ArgoCD is a GitOps-based continuous delivery tool for Kubernetes that keeps applications in sync with their declared state in Git. I wrote about ArgoCD a few days ago, explaining what it is and how to set it up. In a GitOps workflow, Git is the single source of truth for your Kubernetes infrastructure. ArgoCD continually syncs and reconciles what’s defined in your Git repository with your cluster.
Deployments don’t always go according to plan, and changes can break the application. In this post, I’ll discuss how to perform a rollback using ArgoCD.
The GitOps Philosophy
The idea behind GitOps is that your cluster should always reflect what’s defined in Git. Rather than making manual changes to deployed resources, you define the desired state of your application in code, and a tool like ArgoCD applies it to your cluster automatically. This approach has some advantages:
– You can audit changes with Git history
– You always know exactly what’s running
– Rolling back bad deployments is straight forward. You run a git revert
or an ArgoCD rollback command.
Rollback in ArgoCD
A rollback in ArgoCD means ArgoCD syncs a previous version of an application to the cluster using its Git commit. It checks out the last good commit and reapplies it to the cluster.
In some instances, it may be a good idea to disable auto syncing when troubleshooting failed deployments. To do this, run
argocd app set <app-name> --sync-policy none
To inspect the deployment history, run
argocd app history <app_name>
replacing <app_name>
with the name of your application. This command shows a list of numbered revisions. To rollback, take note of the number of the good revision and run
argocd app rollback <app_name> <revision_number>
replacing app_name and revision_number with the correct values for your application.
This will reapply the good version and bring the cluster back up.
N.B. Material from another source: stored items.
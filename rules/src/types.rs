use exportready_core::types::{CertificationType, MoneyRange, Priority};
use serde::{Deserialize, Serialize};

/// A certification requirement proposed by the rule table.
///
/// Hints are ground truth when they fire: confidence is pinned to 1.0 and
/// downstream fusion must not dilute a rule-sourced `mandatory`.
#[derive(Debug, Clone, Serialize, Deserialize)]
pub struct CertificationHint {
    pub certification_id: String,
    pub name: String,
    pub certification_type: CertificationType,
    pub mandatory: bool,
    pub priority: Priority,
    pub rationale: String,
    pub confidence: f32,
}

impl CertificationHint {
    pub fn new(
        certification_id: &str,
        name: &str,
        certification_type: CertificationType,
        mandatory: bool,
        priority: Priority,
        rationale: &str,
    ) -> CertificationHint {
        CertificationHint {
            certification_id: certification_id.to_string(),
            name: name.to_string(),
            certification_type,
            mandatory,
            priority,
            rationale: rationale.to_string(),
            confidence: 1.0,
        }
    }
}

/// Pre-mapped classification hint for a product category.
#[derive(Debug, Clone, Serialize, Deserialize)]
pub struct HsChapterHint {
    /// Two-digit HS chapter the category usually falls under.
    pub chapter: String,

    /// Representative full code used as the deterministic fallback.
    pub default_code: String,

    pub description: String,
}

/// Verified cost and timeline for one certification in one destination.
#[derive(Debug, Clone)]
pub struct CostTimeline {
    pub cost: MoneyRange,
    pub timeline_days: u32,
}

/// A restricted-substance hit against a destination denylist.
#[derive(Debug, Clone, PartialEq, Eq)]
pub struct DenylistHit {
    pub substance: String,
    pub note: String,
}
To clean up the broken state in Git, you can undo the changes using git revert:
git revert <bad-commit-sha> git push
This ensures that your Git history accurately reflects the fix. If you had disabled auto sync, re-enable it:
argocd app set <app-name> --sync-policy automated
Conclusion
ArgoCD makes rollbacks simple — but only if your Git repo is well-maintained. To make rollbacks easy, ensure your Git commits are small and intentional.